Aller au contenu

Photo

The Vault Preservation Project


  • Veuillez vous connecter pour répondre
161 réponses à ce sujet

#76
Rolo Kipp

Rolo Kipp
  • Members
  • 2 791 messages
<smiling benignly...>

@ Lovelamb: WooHOO! *dances like a goat in spring* My Favorite new evil diva! Thank you!
I also seriously want to see my stories in action and try to balance all those shining white do-gooders with a proper pinch of... <smut>
I was going to say soot, bird. I'm talking here. <flirting>
In front of Pen? Heavens forfend! <her knives *are* still sharp, i'd think>
which brings me to...

@ Pen: Dearheart! How *are* you?! What you been up to? *makes sure the exit is clear*
Where's my feathered cloak? <what he said, giggles>

<...at the ladies>

Modifié par Rolo Kipp, 03 octobre 2012 - 05:09 .


#77
Rolo Kipp

Rolo Kipp
  • Members
  • 2 791 messages
<thinking long and...>

At this point I'd like to state an opinion. <pontificating again, old man?>
Er, no. I just want it very clear this is only my opinion :-P <heh>
There is a fabulous wealth of modules on the Vault and I love the Vault and I hope people continue to make their modules available on the Vault. <but?>
But, I really think the Nexus and (to somewhat lesser degree) the ModDB do a better job (and getting better) of collecting modules. This opinion is colored, or rather *not* colored, from experience. I haven't tried to upload anything to either place, so I don't know that side of things.

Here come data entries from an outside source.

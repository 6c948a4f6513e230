pub mod server;
pub mod tracing;

pub use server::{SERVICE_PATH, TestServer};
pub use tracing::{CapturedEvent, init_test_tracing};
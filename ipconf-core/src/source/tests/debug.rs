use crate::discovery::{EndpointInfo, MemoryDiscovery, ServiceDiscovery};
use crate::source::{DEBUG_NODES, Event, register_debug_nodes};
use std::sync::Arc;
use std::time::Duration;

#[tokio::test]
async fn debug_nodes_are_registered_under_prefix() {
    // Arrange
    let discovery = Arc::new(MemoryDiscovery::new());
    let shared: Arc<dyn ServiceDiscovery> = discovery.clone();

    // Act
    register_debug_nodes(shared, "/platos/ip_dispatch/", Duration::from_secs(3600))
        .await
        .expect("registration");

    // Assert
    let registered = discovery.get_prefix("/platos/ip_dispatch/");
    assert_eq!(registered.len(), DEBUG_NODES.len());

    for ((key, value), (node, port)) in registered.iter().zip(DEBUG_NODES) {
        assert_eq!(key, &format!("/platos/ip_dispatch/{node}"));

        let info = EndpointInfo::from_json(value).expect("valid payload");
        assert_eq!(info.port, port);

        // Every synthetic node must produce a usable Add event.
        Event::add(&info).expect("debug node carries load metadata");
    }
}
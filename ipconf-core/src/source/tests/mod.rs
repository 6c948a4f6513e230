mod bridge;
mod debug;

What I'm getting around to (I *like* beating around bushes!) is that there's no place like the Vault for classic modules, but the newer options seem to me to be far more viable for new releases.

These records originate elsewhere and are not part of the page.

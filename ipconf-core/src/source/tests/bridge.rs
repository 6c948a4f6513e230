use crate::discovery::{EndpointInfo, MemoryDiscovery, WatchHandler};
use crate::source::{EventBridge, EventKind};
use std::sync::Arc;

fn payload(ip: &str, port: &str, connections: f64, bandwidth: f64) -> String {
    EndpointInfo::new(ip, port)
        .with_load(connections, bandwidth)
        .to_json()
        .unwrap()
}

#[test]
fn set_and_delete_become_typed_events() {
    // Arrange
    let (bridge, mut events) = EventBridge::channel();
    let value = payload("10.0.0.1", "8080", 7.0, 9.0);

    // Act
    bridge.on_set("/gw/node1", &value);
    bridge.on_delete("/gw/node1", &value);

    // Assert
    let added = events.try_recv().expect("add event");
    assert_eq!(added.kind, EventKind::Add);
    assert_eq!(added.spare_connections, 7.0);
    assert_eq!(added.spare_bandwidth_bytes, 9.0);

    let deleted = events.try_recv().expect("delete event");
    assert_eq!(deleted.kind, EventKind::Delete);
    assert_eq!(deleted.key(), added.key());

    assert!(events.try_recv().is_err());
}

#[test]
fn bad_payloads_never_reach_the_channel() {
    let (bridge, mut events) = EventBridge::channel();

    bridge.on_set("/gw/broken", "{oops");
    bridge.on_set("/gw/no-meta", r#"{"ip":"10.0.0.1","port":"8080"}"#);
    bridge.on_set("/gw/ok", &payload("10.0.0.2", "8080", 1.0, 1.0));

    let only = events.try_recv().expect("valid event forwarded");
    assert_eq!(only.ip, "10.0.0.2");
    assert!(events.try_recv().is_err());
}

#[tokio::test]
async fn watch_replays_existing_keys_then_streams_changes() {
    // Arrange
    let discovery = MemoryDiscovery::new();
    discovery.put("/gw/node1", &payload("10.0.0.1", "8080", 1.0, 1.0));
    discovery.put("/other/node", &payload("10.9.9.9", "1", 1.0, 1.0));
    let (bridge, mut events) = EventBridge::channel();

    // Act
    Arc::new(bridge)
        .watch(&discovery, "/gw/")
        .await
        .expect("watch established");
    discovery.put("/gw/node2", &payload("10.0.0.2", "8080", 1.0, 1.0));
    discovery.delete("/gw/node1");
    discovery.put("/other/node2", &payload("10.9.9.8", "1", 1.0, 1.0));

    // Assert: replay, then live changes in order, nothing outside the prefix
    let seen: Vec<(EventKind, String)> = std::iter::from_fn(|| events.try_recv().ok())
        .map(|e| (e.kind, e.key().to_string()))
        .collect();
    assert_eq!(
        seen,
        vec![
            (EventKind::Add, "10.0.0.1:8080".to_string()),
            (EventKind::Add, "10.0.0.2:8080".to_string()),
            (EventKind::Delete, "10.0.0.1:8080".to_string()),
        ]
    );
}

#[test]
fn closed_registry_channel_does_not_panic() {
    let (bridge, events) = EventBridge::channel();
    drop(events);

    bridge.on_set("/gw/node1", &payload("10.0.0.1", "8080", 1.0, 1.0));
}

#[test]
fn delete_without_previous_value_uses_remembered_identity() {
    // Arrange
    let (bridge, mut events) = EventBridge::channel();
    bridge.on_set("/gw/node1", &payload("10.0.0.1", "8080", 1.0, 1.0));
    let added = events.try_recv().expect("add event");

    // Act: backend lost the previous value (e.g. after compaction)
    bridge.on_delete("/gw/node1", "");

    // Assert
    let deleted = events.try_recv().expect("delete event");
    assert_eq!(deleted.kind, EventKind::Delete);
    assert_eq!(deleted.key(), added.key());
}

#[test]
fn delete_with_null_meta_is_forwarded() {
    let (bridge, mut events) = EventBridge::channel();

    bridge.on_delete("/gw/bare", r#"{"ip":"10.0.0.3","port":"8080","meta":null}"#);

    let deleted = events.try_recv().expect("delete event");
    assert_eq!(deleted.key().to_string(), "10.0.0.3:8080");
}

#[test]
fn delete_of_unknown_key_without_value_is_dropped() {
    let (bridge, mut events) = EventBridge::channel();

    bridge.on_delete("/gw/never-seen", "");

    assert!(events.try_recv().is_err());
}

#[test]
fn remembered_identity_is_forgotten_after_delete() {
    let (bridge, mut events) = EventBridge::channel();
    let value = payload("10.0.0.1", "8080", 1.0, 1.0);
    bridge.on_set("/gw/node1", &value);
    bridge.on_delete("/gw/node1", &value);
    let _ = std::iter::from_fn(|| events.try_recv().ok()).count();

    bridge.on_delete("/gw/node1", "");

    assert!(events.try_recv().is_err());
}

#[tokio::test]
async fn lost_watch_is_signalled() {
    // Arrange
    let discovery = MemoryDiscovery::new();
    let (bridge, _events) = EventBridge::channel();
    let mut lost = bridge.watch_lost();
    Arc::new(bridge)
        .watch(&discovery, "/gw/")
        .await
        .expect("watch established");
    assert_eq!(*lost.borrow(), None);

    // Act
    discovery.close_watches("stream closed");

    // Assert
    lost.changed().await.expect("reason published");
    let reason = lost.borrow().clone().expect("reason recorded");
    assert!(reason.contains("/gw/"), "{reason}");
    assert!(reason.contains("stream closed"), "{reason}");
}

If we do the VPP right, my opinion could very well change, but I thought I'd mention it here, anyway :-P Bottom line is that if I was to release a mod... <you mean finish it first, right?>
...I'd post it to the Vault first, but I'd also post it on the Nexus.

Then I'd look at the D/L figures and see where people are grabbing it. =) Analyse, modify, test. Repeat.

<...hard>

#78
acomputerdood

acomputerdood
  • Members
  • 219 messages

Rolo Kipp wrote...
@ meaglyn: But that is what I want! :-P The key value metadata, that is... preferably in CSV or Excel format. 

Would you be willing to share with ACD and incorporate that? He's sent me one updated version, why not another =)


it's probably not worth trying to combine the two systems.  i doubt meaglyn wrote hers in perl, so then either i'd be stuck trying to port her code or she would have to finish up her tool to grab everything.

i'd wager it won't be much harder for her to iterate through each project directory that's already been archived and build her metadata off of that.  probably slightly easier if i've already pulled down and broken out all the pieces needed.

i'll PM her the email i sent to you explaining everything if she wants to pick up the post-processing.

Getting the metadata into an easily imported format would make things vastly easier. I'd then use that CSV file to generate the projects. Then all I need to do is link up the files/screenies and comments.


is there a standard format the metadata needs to be in to import into your database?  or will your database read in the metadata based on the format the projects are in?  i guess whomever develops the system first gets to determine the format.  :)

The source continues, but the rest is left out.